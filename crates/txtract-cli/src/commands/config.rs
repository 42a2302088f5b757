//! Config command - manage configuration.

use std::fs;
use std::path::PathBuf;

use clap::{Args, Subcommand};
use console::style;
use serde_json::Value;

use txtract_core::TxtractConfig;

use super::default_config_path;

/// Arguments for the config command.
#[derive(Args)]
pub struct ConfigArgs {
    #[command(subcommand)]
    command: ConfigCommand,
}

#[derive(Subcommand)]
enum ConfigCommand {
    /// Show current configuration
    Show,

    /// Initialize a new configuration file
    Init(InitArgs),

    /// Get a specific configuration value
    Get {
        /// Configuration key (e.g., "extraction.min_confidence")
        key: String,
    },

    /// Set a configuration value
    Set {
        /// Configuration key
        key: String,
        /// New value
        value: String,
    },

    /// Show configuration file path
    Path,
}

#[derive(Args)]
struct InitArgs {
    /// Output path for configuration file
    #[arg(short, long)]
    output: Option<PathBuf>,

    /// Overwrite existing file
    #[arg(long)]
    force: bool,
}

pub async fn run(args: ConfigArgs) -> anyhow::Result<()> {
    match args.command {
        ConfigCommand::Show => show_config(),
        ConfigCommand::Init(init_args) => init_config(init_args),
        ConfigCommand::Get { key } => get_config(&key),
        ConfigCommand::Set { key, value } => set_config(&key, &value),
        ConfigCommand::Path => show_path(),
    }
}

fn current_config() -> anyhow::Result<TxtractConfig> {
    let config_path = default_config_path();
    if config_path.exists() {
        Ok(TxtractConfig::from_file(&config_path)?)
    } else {
        Ok(TxtractConfig::default())
    }
}

fn show_config() -> anyhow::Result<()> {
    if !default_config_path().exists() {
        println!(
            "{} No config file found, showing defaults.",
            style("ℹ").blue()
        );
    }

    println!("{}", serde_json::to_string_pretty(&current_config()?)?);

    Ok(())
}

fn init_config(args: InitArgs) -> anyhow::Result<()> {
    let output_path = args.output.unwrap_or_else(default_config_path);

    if output_path.exists() && !args.force {
        anyhow::bail!(
            "Config file already exists at {}. Use --force to overwrite.",
            output_path.display()
        );
    }

    if let Some(parent) = output_path.parent() {
        fs::create_dir_all(parent)?;
    }

    TxtractConfig::default().save(&output_path)?;

    println!(
        "{} Created configuration file at {}",
        style("✓").green(),
        output_path.display()
    );

    Ok(())
}

fn get_config(key: &str) -> anyhow::Result<()> {
    let json = serde_json::to_value(current_config()?)?;

    let value = key
        .split('.')
        .try_fold(&json, |current, part| current.get(part))
        .ok_or_else(|| anyhow::anyhow!("Configuration key not found: {}", key))?;

    println!("{}", serde_json::to_string_pretty(value)?);

    Ok(())
}

fn set_config(key: &str, value: &str) -> anyhow::Result<()> {
    let config_path = default_config_path();
    let mut json = serde_json::to_value(current_config()?)?;

    // Bare words are taken as strings: `set output.format csv`
    let parsed_value: Value =
        serde_json::from_str(value).unwrap_or_else(|_| Value::String(value.to_string()));

    let (parents, field) = match key.rsplit_once('.') {
        Some((parents, field)) => (Some(parents), field),
        None => (None, key),
    };

    let mut current = &mut json;
    for part in parents.into_iter().flat_map(|p| p.split('.')) {
        current = current
            .get_mut(part)
            .ok_or_else(|| anyhow::anyhow!("Configuration path not found: {}", key))?;
    }

    match current.as_object_mut() {
        Some(obj) if obj.contains_key(field) => {
            obj.insert(field.to_string(), parsed_value.clone());
        }
        Some(_) => anyhow::bail!("Configuration key not found: {}", key),
        None => anyhow::bail!("Cannot set value at non-object path"),
    }

    let config: TxtractConfig = serde_json::from_value(json)
        .map_err(|e| anyhow::anyhow!("Invalid value for {}: {}", key, e))?;
    config.extraction.validate()?;

    if let Some(parent) = config_path.parent() {
        fs::create_dir_all(parent)?;
    }
    config.save(&config_path)?;

    println!(
        "{} Set {} = {}",
        style("✓").green(),
        key,
        serde_json::to_string(&parsed_value)?
    );

    Ok(())
}

fn show_path() -> anyhow::Result<()> {
    let config_path = default_config_path();

    println!("Configuration file: {}", config_path.display());

    if config_path.exists() {
        println!("Status: {}", style("exists").green());
    } else {
        println!("Status: {}", style("not created").yellow());
        println!();
        println!("Run 'txtract config init' to create a configuration file.");
    }

    Ok(())
}
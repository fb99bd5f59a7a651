//! Sweep CLI — operator tooling for the sweep pipeline.
//!
//! Subcommands: init, decode, rehearse.

mod commands;

use clap::{Parser, Subcommand};
use tracing_subscriber::EnvFilter;

/// Sweep — batch custody-transfer orchestration.
#[derive(Parser, Debug)]
#[command(name = "sweep", version, about, long_about = None)]
struct Cli {
    /// Log level when RUST_LOG is unset.
    #[arg(long, default_value = "warn")]
    log_level: String,

    #[command(subcommand)]
    command: Commands,
}

#[derive(Subcommand, Debug)]
enum Commands {
    /// Write a default sweep.toml configuration.
    Init(commands::init::InitArgs),
    /// Decode a transport-encoded payload.
    Decode(commands::decode::DecodeArgs),
    /// Drain a decoded batch against the in-memory rehearsal ledger.
    Rehearse(commands::rehearse::RehearseArgs),
}

#[tokio::main]
async fn main() -> anyhow::Result<()> {
    let cli = Cli::parse();

    let filter =
        EnvFilter::try_from_default_env().unwrap_or_else(|_| EnvFilter::new(&cli.log_level));
    tracing_subscriber::fmt()
        .with_env_filter(filter)
        .with_target(true)
        .init();

    match &cli.command {
        Commands::Init(args) => commands::init::run(args),
        Commands::Decode(args) => commands::decode::run(args),
        Commands::Rehearse(args) => commands::rehearse::run(args).await,
    }
}
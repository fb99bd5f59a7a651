use std::sync::atomic::{AtomicBool, AtomicU32, AtomicU64, Ordering};

use async_trait::async_trait;
use dashmap::{DashMap, DashSet};
use sweep_core::{Amount, ConfirmationId, CredentialMaterial, Identity};

use crate::error::LedgerError;
use crate::traits::ILedgerClient;
use crate::types::{AnchorToken, TransferDraft};

/// In-memory ledger client.
///
/// Keeps a balance table and settles drafts locally: the source is debited
/// amount plus fee, the destination credited, the fee burned. Supports
/// scripted failure injection (rate-limit the next N calls per operation,
/// permanent failures per identity, anchor expiry) and counts every call per
/// operation, so tests can assert on retry behavior and on "no remote call
/// was made" paths. Also drives the CLI rehearsal mode.
pub struct MockLedger {
    balances: DashMap<Identity, u64>,
    fee: AtomicU64,
    anchor_generation: AtomicU64,

    rate_limit_anchor: AtomicU32,
    rate_limit_balance: AtomicU32,
    rate_limit_fee: AtomicU32,
    rate_limit_broadcast: AtomicU32,

    fail_fee_permanently: AtomicBool,
    fail_anchor_permanently: AtomicBool,
    expire_anchor_after: AtomicU32,
    reject_broadcast_for: DashSet<Identity>,
    fail_balance_for: DashSet<Identity>,

    anchor_calls: AtomicU32,
    balance_calls: AtomicU32,
    fee_calls: AtomicU32,
    broadcast_calls: AtomicU32,
    confirmation_counter: AtomicU64,
}

impl MockLedger {
    pub fn new() -> Self {
        Self {
            balances: DashMap::new(),
            fee: AtomicU64::new(5_000),
            anchor_generation: AtomicU64::new(0),
            rate_limit_anchor: AtomicU32::new(0),
            rate_limit_balance: AtomicU32::new(0),
            rate_limit_fee: AtomicU32::new(0),
            rate_limit_broadcast: AtomicU32::new(0),
            fail_fee_permanently: AtomicBool::new(false),
            fail_anchor_permanently: AtomicBool::new(false),
            expire_anchor_after: AtomicU32::new(0),
            reject_broadcast_for: DashSet::new(),
            fail_balance_for: DashSet::new(),
            anchor_calls: AtomicU32::new(0),
            balance_calls: AtomicU32::new(0),
            fee_calls: AtomicU32::new(0),
            broadcast_calls: AtomicU32::new(0),
            confirmation_counter: AtomicU64::new(0),
        }
    }

    /// Seed or overwrite an identity's balance.
    pub fn seed_balance(&self, identity: Identity, amount: Amount) {
        self.balances.insert(identity, amount.value());
    }

    /// Current balance, zero for unknown identities.
    pub fn balance(&self, identity: &Identity) -> Amount {
        Amount(self.balances.get(identity).map(|v| *v).unwrap_or(0))
    }

    /// Set the fee returned by `estimate_fee` and charged on settlement.
    pub fn set_fee(&self, fee: Amount) {
        self.fee.store(fee.value(), Ordering::SeqCst);
    }

    /// Rate-limit the next `n` calls of the given operation.
    pub fn rate_limit_next_anchor(&self, n: u32) {
        self.rate_limit_anchor.store(n, Ordering::SeqCst);
    }

    pub fn rate_limit_next_balance(&self, n: u32) {
        self.rate_limit_balance.store(n, Ordering::SeqCst);
    }

    pub fn rate_limit_next_fee(&self, n: u32) {
        self.rate_limit_fee.store(n, Ordering::SeqCst);
    }

    pub fn rate_limit_next_broadcast(&self, n: u32) {
        self.rate_limit_broadcast.store(n, Ordering::SeqCst);
    }

    /// Every `estimate_fee` call fails with a permanent error.
    pub fn fail_fee_permanently(&self) {
        self.fail_fee_permanently.store(true, Ordering::SeqCst);
    }

    /// Every `latest_anchor` call fails with a permanent error.
    pub fn fail_anchor_permanently(&self) {
        self.fail_anchor_permanently.store(true, Ordering::SeqCst);
    }

    /// Broadcasts from this identity fail permanently.
    pub fn reject_broadcast_for(&self, identity: Identity) {
        self.reject_broadcast_for.insert(identity);
    }

    /// Balance lookups for this identity fail permanently.
    pub fn fail_balance_for(&self, identity: Identity) {
        self.fail_balance_for.insert(identity);
    }

    /// Invalidate all previously issued anchor tokens.
    pub fn expire_anchor(&self) {
        self.anchor_generation.fetch_add(1, Ordering::SeqCst);
    }

    /// Expire the anchor automatically once `n` broadcasts have gone
    /// through, so a batch can hit a stale anchor mid-flight.
    pub fn expire_anchor_after_broadcasts(&self, n: u32) {
        self.expire_anchor_after.store(n, Ordering::SeqCst);
    }

    pub fn anchor_calls(&self) -> u32 {
        self.anchor_calls.load(Ordering::SeqCst)
    }

    pub fn balance_calls(&self) -> u32 {
        self.balance_calls.load(Ordering::SeqCst)
    }

    pub fn fee_calls(&self) -> u32 {
        self.fee_calls.load(Ordering::SeqCst)
    }

    pub fn broadcast_calls(&self) -> u32 {
        self.broadcast_calls.load(Ordering::SeqCst)
    }

    pub fn total_calls(&self) -> u32 {
        self.anchor_calls() + self.balance_calls() + self.fee_calls() + self.broadcast_calls()
    }

    fn take_rate_limit(counter: &AtomicU32) -> bool {
        counter
            .fetch_update(Ordering::SeqCst, Ordering::SeqCst, |n| n.checked_sub(1))
            .is_ok()
    }

    fn current_anchor(&self) -> AnchorToken {
        AnchorToken::new(format!(
            "anchor-{}",
            self.anchor_generation.load(Ordering::SeqCst)
        ))
    }
}

impl Default for MockLedger {
    fn default() -> Self {
        Self::new()
    }
}

#[async_trait]
impl ILedgerClient for MockLedger {
    async fn latest_anchor(&self) -> Result<AnchorToken, LedgerError> {
        self.anchor_calls.fetch_add(1, Ordering::SeqCst);
        if Self::take_rate_limit(&self.rate_limit_anchor) {
            return Err(LedgerError::RateLimited);
        }
        if self.fail_anchor_permanently.load(Ordering::SeqCst) {
            return Err(LedgerError::Rpc("anchor source unavailable".into()));
        }
        Ok(self.current_anchor())
    }

    async fn balance_of(&self, identity: &Identity) -> Result<Amount, LedgerError> {
        self.balance_calls.fetch_add(1, Ordering::SeqCst);
        if Self::take_rate_limit(&self.rate_limit_balance) {
            return Err(LedgerError::RateLimited);
        }
        if self.fail_balance_for.contains(identity) {
            return Err(LedgerError::Rpc("balance backend unavailable".into()));
        }
        Ok(self.balance(identity))
    }

    async fn estimate_fee(&self, _draft: &TransferDraft) -> Result<Amount, LedgerError> {
        self.fee_calls.fetch_add(1, Ordering::SeqCst);
        if Self::take_rate_limit(&self.rate_limit_fee) {
            return Err(LedgerError::RateLimited);
        }
        if self.fail_fee_permanently.load(Ordering::SeqCst) {
            return Err(LedgerError::Rpc("fee oracle unavailable".into()));
        }
        Ok(Amount(self.fee.load(Ordering::SeqCst)))
    }

    async fn sign_and_broadcast(
        &self,
        draft: &TransferDraft,
        credential: &CredentialMaterial,
    ) -> Result<ConfirmationId, LedgerError> {
        let broadcast_seq = self.broadcast_calls.fetch_add(1, Ordering::SeqCst) + 1;
        if Self::take_rate_limit(&self.rate_limit_broadcast) {
            return Err(LedgerError::RateLimited);
        }
        let expire_after = self.expire_anchor_after.load(Ordering::SeqCst);
        if expire_after != 0 && broadcast_seq == expire_after + 1 {
            self.anchor_generation.fetch_add(1, Ordering::SeqCst);
        }
        if self.reject_broadcast_for.contains(&draft.source) {
            return Err(LedgerError::Rejected("node refused transaction".into()));
        }
        if draft.anchor != self.current_anchor() {
            return Err(LedgerError::StaleAnchor(draft.anchor.to_string()));
        }

        let signer = credential
            .derive_identity()
            .map_err(|e| LedgerError::Rejected(e.to_string()))?;
        if signer != draft.source {
            return Err(LedgerError::Rejected(
                "credential does not authorize source".into(),
            ));
        }

        let fee = self.fee.load(Ordering::SeqCst);
        let charged = draft
            .amount
            .value()
            .checked_add(fee)
            .ok_or_else(|| LedgerError::Rejected("amount overflow".into()))?;

        {
            let mut source_balance = self
                .balances
                .get_mut(&draft.source)
                .ok_or_else(|| LedgerError::AccountNotFound(draft.source.to_string()))?;
            if *source_balance < charged {
                return Err(LedgerError::Rejected("insufficient funds".into()));
            }
            *source_balance -= charged;
        }
        *self.balances.entry(draft.destination).or_insert(0) += draft.amount.value();

        let seq = self.confirmation_counter.fetch_add(1, Ordering::SeqCst) + 1;
        tracing::debug!(source = %draft.source, amount = %draft.amount, "mock ledger settled draft");
        Ok(ConfirmationId(format!("sig-{seq}")))
    }

    fn client_id(&self) -> &str {
        "lc-mock"
    }
}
- - -
Print exactly the lines of the listing above starting at the line containing "impl ILedgerClient for" and ending at the line containing "async fn balance_of(&self, identity: &Identity)", both included.

impl ILedgerClient for MockLedger {
    async fn latest_anchor(&self) -> Result<AnchorToken, LedgerError> {
        self.anchor_calls.fetch_add(1, Ordering::SeqCst);
        if Self::take_rate_limit(&self.rate_limit_anchor) {
            return Err(LedgerError::RateLimited);
        }
        if self.fail_anchor_permanently.load(Ordering::SeqCst) {
            return Err(LedgerError::Rpc("anchor source unavailable".into()));
        }
        Ok(self.current_anchor())
    }

    async fn balance_of(&self, identity: &Identity) -> Result<Amount, LedgerError> {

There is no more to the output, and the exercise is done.